(or “Breaking up is Hard to Do”)
Grade 12 university level English is a mandatory course for acceptance to university programs here in Ontario as I’m sure anyone who reads my blog knows.
I get the sense, and I’m looking for statistics to back this up, that since I began teaching in 2003, more students are applying to STEM programs at university now than arts or humanities programs. This really hit home for me when, in my grade 11 enriched English course, I listened to one of our guidance counselors survey my class to find out what programs my students were planning on applying to: engineering, medicine, and chemistry, were popular answers while I heard one student say philosophy, and a few others say law.
For the most part, this is not a class where students get passionate about literature or art. It’s a bit of a bummer for me, but I also need to get over it. I still think the arts in general, and literature specifically, have an important place in my students’ education regardless of where life takes them after high school. Literature forces us to deal with the big questions about life, death, love, hate and what it means to be human in ways that more concrete, or “black and white” disciplines can’t. I don’t want to live in a world with people who don’t care about these things or don’t ever think deeply about them. I will always firmly advocate for literature and the arts as being essential to a student’s education.
That being said, if 85% of my grade 12s have no intention of studying English literature in university, should I still be teaching ENG4U the way I do?

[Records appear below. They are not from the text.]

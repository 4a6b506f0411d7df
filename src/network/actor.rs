//! Network actor - runs remote store calls in the Tokio async runtime

use std::sync::Arc;

use tokio::sync::mpsc;
use tokio::task::JoinSet;

use crate::messages::{NetworkCommand, NetworkResponse, Operation};
use crate::network::client::UserApi;

/// Network actor that executes user store commands
pub struct NetworkActor {
    api: Arc<dyn UserApi>,
    response_tx: mpsc::UnboundedSender<NetworkResponse>,
    active_requests: JoinSet<()>,
}

impl NetworkActor {
    pub fn new(api: Arc<dyn UserApi>, response_tx: mpsc::UnboundedSender<NetworkResponse>) -> Self {
        NetworkActor {
            api,
            response_tx,
            active_requests: JoinSet::new(),
        }
    }

    /// Run the network actor message loop
    pub async fn run(mut self, mut cmd_rx: mpsc::UnboundedReceiver<NetworkCommand>) {
        loop {
            tokio::select! {
                biased;

                // Handle incoming commands
                cmd = cmd_rx.recv() => {
                    match cmd {
                        Some(NetworkCommand::Shutdown) | None => break,
                        Some(cmd) => self.spawn(cmd),
                    }
                }

                // Clean up completed tasks
                Some(_result) = self.active_requests.join_next() => {}
            }
        }
        // Dropping the JoinSet aborts whatever is still in flight
    }

    fn spawn(&mut self, cmd: NetworkCommand) {
        let api = Arc::clone(&self.api);
        let response_tx = self.response_tx.clone();

        self.active_requests.spawn(async move {
            let response = execute(api.as_ref(), cmd).await;
            if let Some(response) = response {
                let _ = response_tx.send(response);
            }
        });
    }
}

/// Run a single command against `api` and describe the outcome
pub async fn execute(api: &dyn UserApi, cmd: NetworkCommand) -> Option<NetworkResponse> {
    let operation = cmd.operation()?;
    let (id, result) = match cmd {
        NetworkCommand::ListUsers { id } => {
            tracing::info!(id, "Listing users");
            (id, api.list_users().await.map(|users| NetworkResponse::UsersListed { id, users }))
        }
        NetworkCommand::CreateUser { id, draft } => {
            tracing::info!(id, name = %draft.name, "Creating user");
            (id, api.create_user(&draft).await.map(|user| NetworkResponse::UserCreated { id, user }))
        }
        NetworkCommand::UpdateUser { id, user_id, draft } => {
            tracing::info!(id, %user_id, "Updating user");
            (id, api.update_user(&user_id, &draft).await.map(|user| NetworkResponse::UserUpdated { id, user }))
        }
        NetworkCommand::DeleteUser { id, user_id } => {
            tracing::info!(id, %user_id, "Deleting user");
            let result = api.delete_user(&user_id).await;
            (id, result.map(|()| NetworkResponse::UserDeleted { id, user_id }))
        }
        NetworkCommand::Shutdown => return None,
    };

    Some(match result {
        Ok(response) => {
            tracing::info!(id, operation = operation.as_str(), "Request completed");
            response
        }
        Err(e) => failure(id, operation, e),
    })
}

fn failure(id: u64, operation: Operation, e: anyhow::Error) -> NetworkResponse {
    let message = format!("{:#}", e);
    tracing::warn!(id, operation = operation.as_str(), %message, "Request failed");
    NetworkResponse::Failed {
        id,
        operation,
        message,
    }
}

#[cfg(test)]
mod tests {
    use super::*;
    use crate::models::{Gender, User, UserDraft, UserId};
    use async_trait::async_trait;
    use std::sync::Mutex;

    /// In-memory user collection
    #[derive(Default)]
    struct MemoryApi {
        users: Mutex<Vec<User>>,
        next_id: Mutex<u64>,
        fail_with: Option<String>,
    }

    impl MemoryApi {
        fn failing(message: &str) -> Self {
            MemoryApi {
                fail_with: Some(message.to_string()),
                ..MemoryApi::default()
            }
        }

        fn check(&self) -> anyhow::Result<()> {
            match &self.fail_with {
                Some(msg) => Err(anyhow::anyhow!(msg.clone())),
                None => Ok(()),
            }
        }
    }

    #[async_trait]
    impl UserApi for MemoryApi {
        async fn list_users(&self) -> anyhow::Result<Vec<User>> {
            self.check()?;
            Ok(self.users.lock().unwrap().clone())
        }

        async fn create_user(&self, draft: &UserDraft) -> anyhow::Result<User> {
            self.check()?;
            let mut next = self.next_id.lock().unwrap();
            *next += 1;
            let user = User::from_draft(UserId::from(*next), draft.clone());
            self.users.lock().unwrap().push(user.clone());
            Ok(user)
        }

        async fn update_user(&self, id: &UserId, draft: &UserDraft) -> anyhow::Result<User> {
            self.check()?;
            Ok(User::from_draft(id.clone(), draft.clone()))
        }

        async fn delete_user(&self, id: &UserId) -> anyhow::Result<()> {
            self.check()?;
            self.users.lock().unwrap().retain(|u| &u.id != id);
            Ok(())
        }
    }

    fn draft() -> UserDraft {
        UserDraft {
            name: "Ann".into(),
            surname: "Lee".into(),
            avatar_url: "x.png".into(),
            age: "30".into(),
            gender: Some(Gender::Female),
        }
    }

    #[tokio::test]
    async fn test_create_returns_server_id() {
        let api = MemoryApi::default();
        let resp = execute(&api, NetworkCommand::CreateUser { id: 5, draft: draft() }).await;
        match resp {
            Some(NetworkResponse::UserCreated { id, user }) => {
                assert_eq!(id, 5);
                assert_eq!(user.id, UserId::from(1));
                assert_eq!(user.to_draft(), draft());
            }
            other => panic!("unexpected {:?}", other),
        }
    }

    #[tokio::test]
    async fn test_failure_carries_message_and_operation() {
        let api = MemoryApi::failing("network down");
        let resp = execute(&api, NetworkCommand::ListUsers { id: 1 }).await.unwrap();
        match resp {
            NetworkResponse::Failed { operation, message, .. } => {
                assert_eq!(operation, Operation::List);
                assert_eq!(message, "network down");
            }
            other => panic!("unexpected {:?}", other),
        }
    }

    #[tokio::test]
    async fn test_delete_echoes_user_id() {
        let api = MemoryApi::default();
        let resp = execute(
            &api,
            NetworkCommand::DeleteUser {
                id: 2,
                user_id: UserId::from(9),
            },
        )
        .await;
        assert!(matches!(
            resp,
            Some(NetworkResponse::UserDeleted { id: 2, ref user_id }) if *user_id == UserId::from(9)
        ));
    }

    #[tokio::test]
    async fn test_actor_round_trip_and_shutdown() {
        let (cmd_tx, cmd_rx) = mpsc::unbounded_channel();
        let (resp_tx, mut resp_rx) = mpsc::unbounded_channel();
        let actor = NetworkActor::new(Arc::new(MemoryApi::default()), resp_tx);
        let handle = tokio::spawn(actor.run(cmd_rx));

        cmd_tx.send(NetworkCommand::CreateUser { id: 1, draft: draft() }).unwrap();
        let created = resp_rx.recv().await.unwrap();
        assert!(matches!(created, NetworkResponse::UserCreated { id: 1, .. }));

        cmd_tx.send(NetworkCommand::ListUsers { id: 2 }).unwrap();
        match resp_rx.recv().await.unwrap() {
            NetworkResponse::UsersListed { users, .. } => assert_eq!(users.len(), 1),
            other => panic!("unexpected {:?}", other),
        }

        cmd_tx.send(NetworkCommand::Shutdown).unwrap();
        handle.await.unwrap();
    }
}
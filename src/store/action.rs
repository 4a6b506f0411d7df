//! Actions accepted by the users reducer
//!
//! Each remote operation resolves into a `*Fulfilled` or `*Rejected` action.
//! Only the list operation has a pending phase; it drives the loading flag.

use crate::models::{User, UserId};

#[derive(Debug, Clone, PartialEq)]
pub enum Action {
    ListPending,
    ListFulfilled(Vec<User>),
    ListRejected(String),

    CreateFulfilled(User),
    CreateRejected(String),

    UpdateFulfilled(User),
    UpdateRejected(String),

    DeleteFulfilled(UserId),
    DeleteRejected(String),
}

impl Action {
    /// Short name for logging
    pub fn name(&self) -> &'static str {
        match self {
            Action::ListPending => "list/pending",
            Action::ListFulfilled(_) => "list/fulfilled",
            Action::ListRejected(_) => "list/rejected",
            Action::CreateFulfilled(_) => "create/fulfilled",
            Action::CreateRejected(_) => "create/rejected",
            Action::UpdateFulfilled(_) => "update/fulfilled",
            Action::UpdateRejected(_) => "update/rejected",
            Action::DeleteFulfilled(_) => "delete/fulfilled",
            Action::DeleteRejected(_) => "delete/rejected",
        }
    }
}
//! Runtime configuration
//!
//! Values come from, in order of precedence: command-line flags (or their
//! environment variables), a YAML config file, then the defaults in
//! [`crate::constants`].

use std::fs;
use std::path::{Path, PathBuf};
use std::time::Duration;

use anyhow::{bail, Context, Result};
use clap::Parser;
use serde::Deserialize;

use crate::constants::{
    APP_NAME, CONFIG_DIR_NAME, CONFIG_FILE_NAME, DEFAULT_API_URL, DEFAULT_LOG_FILE,
    DEFAULT_TIMEOUT_SECS, DEFAULT_TOAST_SECS,
};

/// Command-line arguments
#[derive(Parser, Debug, Default)]
#[command(name = APP_NAME, version, about = "Manage users of a REST user collection")]
pub struct Cli {
    /// URL of the users collection, e.g. http://localhost:3000/users
    #[arg(long, env = "ROSTER_API_URL")]
    pub api_url: Option<String>,

    /// Path to a YAML config file
    #[arg(long, env = "ROSTER_CONFIG")]
    pub config: Option<PathBuf>,

    /// Where to write the log
    #[arg(long, env = "ROSTER_LOG_FILE")]
    pub log_file: Option<PathBuf>,

    /// Request timeout in seconds
    #[arg(long)]
    pub timeout_secs: Option<u64>,
}

/// Shape of the YAML config file; every key is optional
#[derive(Debug, Default, Deserialize, PartialEq)]
#[serde(default, deny_unknown_fields)]
pub struct FileConfig {
    pub api_url: Option<String>,
    pub log_file: Option<PathBuf>,
    pub timeout_secs: Option<u64>,
    pub toast_secs: Option<u64>,
}

impl FileConfig {
    pub fn from_path(path: &Path) -> Result<Self> {
        let content = fs::read_to_string(path)
            .with_context(|| format!("Failed to read config file {}", path.display()))?;
        serde_yaml::from_str(&content)
            .with_context(|| format!("Invalid config file {}", path.display()))
    }
}

/// Resolved configuration
#[derive(Debug, Clone, PartialEq)]
pub struct Config {
    pub api_url: String,
    pub log_file: PathBuf,
    pub request_timeout: Duration,
    pub toast_ttl: chrono::Duration,
}

/// `<config dir>/roster/config.yaml`
pub fn default_config_path() -> Option<PathBuf> {
    dirs::config_dir().map(|dir| dir.join(CONFIG_DIR_NAME).join(CONFIG_FILE_NAME))
}

impl Config {
    /// Resolve the configuration for `cli`
    pub fn load(cli: Cli) -> Result<Self> {
        let file = match &cli.config {
            // An explicit path has to exist
            Some(path) => FileConfig::from_path(path)?,
            None => match default_config_path() {
                Some(path) if path.exists() => FileConfig::from_path(&path)?,
                _ => FileConfig::default(),
            },
        };
        Self::merge(cli, file)
    }

    pub fn merge(cli: Cli, file: FileConfig) -> Result<Self> {
        let api_url = cli
            .api_url
            .or(file.api_url)
            .unwrap_or_else(|| DEFAULT_API_URL.to_string());
        validate_api_url(&api_url)?;

        let timeout_secs = cli
            .timeout_secs
            .or(file.timeout_secs)
            .unwrap_or(DEFAULT_TIMEOUT_SECS);
        if timeout_secs == 0 {
            bail!("Request timeout must be at least one second");
        }

        let toast_secs = file.toast_secs.unwrap_or(DEFAULT_TOAST_SECS);

        Ok(Config {
            api_url,
            log_file: cli
                .log_file
                .or(file.log_file)
                .unwrap_or_else(|| PathBuf::from(DEFAULT_LOG_FILE)),
            request_timeout: Duration::from_secs(timeout_secs),
            toast_ttl: chrono::Duration::seconds(toast_secs as i64),
        })
    }
}

fn validate_api_url(raw: &str) -> Result<()> {
    let url = reqwest::Url::parse(raw).with_context(|| format!("Invalid API URL '{}'", raw))?;
    match url.scheme() {
        "http" | "https" => Ok(()),
        other => bail!("API URL must use http or https, got '{}'", other),
    }
}

#[cfg(test)]
mod tests {
    use super::*;

    #[test]
    fn test_defaults() {
        let config = Config::merge(Cli::default(), FileConfig::default()).unwrap();
        assert_eq!(config.api_url, DEFAULT_API_URL);
        assert_eq!(config.request_timeout, Duration::from_secs(DEFAULT_TIMEOUT_SECS));
        assert_eq!(config.toast_ttl, chrono::Duration::seconds(DEFAULT_TOAST_SECS as i64));
        assert_eq!(config.log_file, PathBuf::from(DEFAULT_LOG_FILE));
    }

    #[test]
    fn test_cli_overrides_file() {
        let cli = Cli {
            api_url: Some("https://api.example.com/users".into()),
            ..Cli::default()
        };
        let file = FileConfig {
            api_url: Some("http://file.example.com/users".into()),
            timeout_secs: Some(10),
            ..FileConfig::default()
        };
        let config = Config::merge(cli, file).unwrap();
        assert_eq!(config.api_url, "https://api.example.com/users");
        assert_eq!(config.request_timeout, Duration::from_secs(10));
    }

    #[test]
    fn test_rejects_bad_urls() {
        for bad in ["not a url", "ftp://example.com/users"] {
            let cli = Cli {
                api_url: Some(bad.into()),
                ..Cli::default()
            };
            assert!(Config::merge(cli, FileConfig::default()).is_err(), "{}", bad);
        }
    }

    #[test]
    fn test_rejects_zero_timeout() {
        let cli = Cli {
            timeout_secs: Some(0),
            ..Cli::default()
        };
        assert!(Config::merge(cli, FileConfig::default()).is_err());
    }

    #[test]
    fn test_load_from_yaml_file() {
        let dir = tempfile::tempdir().unwrap();
        let path = dir.path().join("config.yaml");
        fs::write(
            &path,
            "api_url: https://mock.example.com/users\ntoast_secs: 2\nlog_file: /tmp/roster-test.log\n",
        )
        .unwrap();

        let cli = Cli {
            config: Some(path),
            ..Cli::default()
        };
        let config = Config::load(cli).unwrap();
        assert_eq!(config.api_url, "https://mock.example.com/users");
        assert_eq!(config.toast_ttl, chrono::Duration::seconds(2));
        assert_eq!(config.log_file, PathBuf::from("/tmp/roster-test.log"));
    }

    #[test]
    fn test_missing_explicit_file_is_an_error() {
        let dir = tempfile::tempdir().unwrap();
        let cli = Cli {
            config: Some(dir.path().join("nope.yaml")),
            ..Cli::default()
        };
        assert!(Config::load(cli).is_err());
    }

    #[test]
    fn test_unknown_keys_rejected() {
        let dir = tempfile::tempdir().unwrap();
        let path = dir.path().join("config.yaml");
        fs::write(&path, "api_urll: http://typo\n").unwrap();
        assert!(FileConfig::from_path(&path).is_err());
    }

    #[test]
    fn test_cli_parses_flags() {
        let cli = Cli::try_parse_from(["roster", "--api-url", "http://h/users", "--timeout-secs", "3"]).unwrap();
        assert_eq!(cli.api_url.as_deref(), Some("http://h/users"));
        assert_eq!(cli.timeout_secs, Some(3));
    }
}
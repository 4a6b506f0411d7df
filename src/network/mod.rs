//! Network layer - remote user store access
//!
//! The Network actor receives store commands and sends back responses.

pub mod actor;
pub mod client;

pub use actor::NetworkActor;
pub use client::{HttpUserApi, UserApi};
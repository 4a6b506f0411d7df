//! Modal dialog frame: layout, hit testing and chrome.
//!
//! The dialog has no state of its own. Both the renderer and the mouse
//! mapping compute the same [`ModalLayout`] from the terminal area, so a
//! click lands exactly on what was drawn.

use ratatui::{prelude::*, widgets::*};

use crate::app::ModalKind;
use crate::ui::widgets::button;

const FORM_WIDTH: u16 = 54;
/// Five bordered inputs, a spacer, the button row and the border
const FORM_HEIGHT: u16 = 5 * 3 + 2 + 2;
const CONFIRM_WIDTH: u16 = 50;
const CONFIRM_HEIGHT: u16 = 7;

const CLOSE_GLYPH: &str = " × ";
const CANCEL_LABEL: &str = "Cancel";

/// What a click inside the terminal landed on
#[derive(Clone, Copy, Debug, PartialEq, Eq)]
pub enum ModalHit {
    /// Dimmed area around the panel
    Backdrop,
    Close,
    Primary,
    Cancel,
    /// Anywhere else on the panel
    Panel,
}

/// Screen regions of an open dialog
#[derive(Clone, Copy, Debug, PartialEq, Eq)]
pub struct ModalLayout {
    pub panel: Rect,
    pub close: Rect,
    pub body: Rect,
    pub primary: Rect,
    pub cancel: Option<Rect>,
}

/// Rect of `width` x `height` centered in `area`, clamped to fit
pub fn centered_rect(width: u16, height: u16, area: Rect) -> Rect {
    let width = width.min(area.width);
    let height = height.min(area.height);
    Rect {
        x: area.x + (area.width - width) / 2,
        y: area.y + (area.height - height) / 2,
        width,
        height,
    }
}

fn contains(r: Rect, column: u16, row: u16) -> bool {
    column >= r.x && column < r.right() && row >= r.y && row < r.bottom()
}

fn label_width(label: &str) -> u16 {
    // "[ label ]"
    label.chars().count() as u16 + 4
}

impl ModalLayout {
    pub fn compute(area: Rect, kind: ModalKind) -> Self {
        let (width, height) = if kind.has_form() {
            (FORM_WIDTH, FORM_HEIGHT)
        } else {
            (CONFIRM_WIDTH, CONFIRM_HEIGHT)
        };
        let panel = centered_rect(width, height, area);

        let close = Rect {
            x: panel.right().saturating_sub(4).max(panel.x),
            y: panel.y,
            width: 3u16.min(panel.width),
            height: 1u16.min(panel.height),
        };

        // Inside the border, one column of padding left and right
        let inner = Rect {
            x: panel.x + 2u16.min(panel.width),
            y: panel.y + 1u16.min(panel.height),
            width: panel.width.saturating_sub(4),
            height: panel.height.saturating_sub(2),
        };
        let button_row = inner.bottom().saturating_sub(1).max(inner.y);
        let body = Rect {
            height: inner.height.saturating_sub(2),
            ..inner
        };

        let (primary, cancel) = if kind.has_form() {
            let primary = Rect {
                x: inner.x,
                y: button_row,
                width: inner.width,
                height: 1u16.min(inner.height),
            };
            (primary, None)
        } else {
            let delete_w = label_width(kind.primary_label()).min(inner.width);
            let cancel_w = label_width(CANCEL_LABEL);
            let primary = Rect {
                x: inner.right().saturating_sub(delete_w),
                y: button_row,
                width: delete_w,
                height: 1u16.min(inner.height),
            };
            let cancel_x = primary.x.saturating_sub(cancel_w + 2).max(inner.x);
            let cancel = Rect {
                x: cancel_x,
                y: button_row,
                width: primary.x.saturating_sub(cancel_x).min(cancel_w),
                height: primary.height,
            };
            (primary, Some(cancel))
        };

        ModalLayout {
            panel,
            close,
            body,
            primary,
            cancel,
        }
    }

    /// Classify a click at (`column`, `row`)
    pub fn hit(&self, column: u16, row: u16) -> ModalHit {
        if contains(self.close, column, row) {
            ModalHit::Close
        } else if contains(self.primary, column, row) {
            ModalHit::Primary
        } else if self.cancel.is_some_and(|r| contains(r, column, row)) {
            ModalHit::Cancel
        } else if contains(self.panel, column, row) {
            ModalHit::Panel
        } else {
            ModalHit::Backdrop
        }
    }
}

fn primary_color(kind: ModalKind) -> Color {
    match kind {
        ModalKind::Add => Color::Green,
        ModalKind::Edit => Color::Blue,
        ModalKind::ConfirmDelete => Color::Red,
    }
}

/// Dim the screen and draw the dialog frame with its buttons.
///
/// The caller fills `layout.body`.
pub fn render_frame(f: &mut Frame, layout: &ModalLayout, kind: ModalKind) {
    let area = f.area();
    f.buffer_mut().set_style(
        area,
        Style::default().fg(Color::DarkGray).add_modifier(Modifier::DIM),
    );

    let block = Block::default()
        .borders(Borders::ALL)
        .border_style(Style::default().fg(Color::White))
        .title_top(Line::from(format!(" {} ", kind.title())).bold())
        .title_top(Line::from(CLOSE_GLYPH).right_aligned())
        .style(Style::default().bg(Color::Black).fg(Color::White));

    f.render_widget(Clear, layout.panel);
    f.render_widget(block, layout.panel);

    let primary = button(kind.primary_label(), primary_color(kind));
    f.render_widget(primary, layout.primary);

    if let Some(cancel) = layout.cancel {
        f.render_widget(button(CANCEL_LABEL, Color::Gray), cancel);
    }
}

/// Body of the delete confirmation dialog
pub fn render_confirm_body(f: &mut Frame, layout: &ModalLayout) {
    let text = Paragraph::new("Are you sure you want to delete this user?")
        .wrap(Wrap { trim: true });
    f.render_widget(text, layout.body);
}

For example, in ENG4U, I teach Hamlet. I love Hamlet. So my reasons for continuing to teach it are partly selfish. If pressed though, I would say that while I think it’s good for students to know the basic story of Hamlet and the key issues the play raises, I don’t think it’s important for them to be able to quote lines from the play or even to be able to do a close reading of a soliloquy (please don’t make me return my BA for saying so). I think that learning to make meaning from a particularly challenging text is an important skill, but that doesn’t logically support me covering the play in as much detail as I currently do. In fact, I’ve been paring down the amount of time I really spend digging into to the text over the past four years or so. But I still do the whole thing. I still spend at least 4 weeks studying the play–although I’ve moved from reading and then watching to doing a combination of both, to mostly watching and reading specific passages to compare a director’s interpretation to the primary source. But really, I don’t think any of this is necessary. I think I could probably cover the same expectations in about a week or two.
So what should I focus on instead? And how do I break up with Hamlet without turning into Ophelia and drowning myself in a river?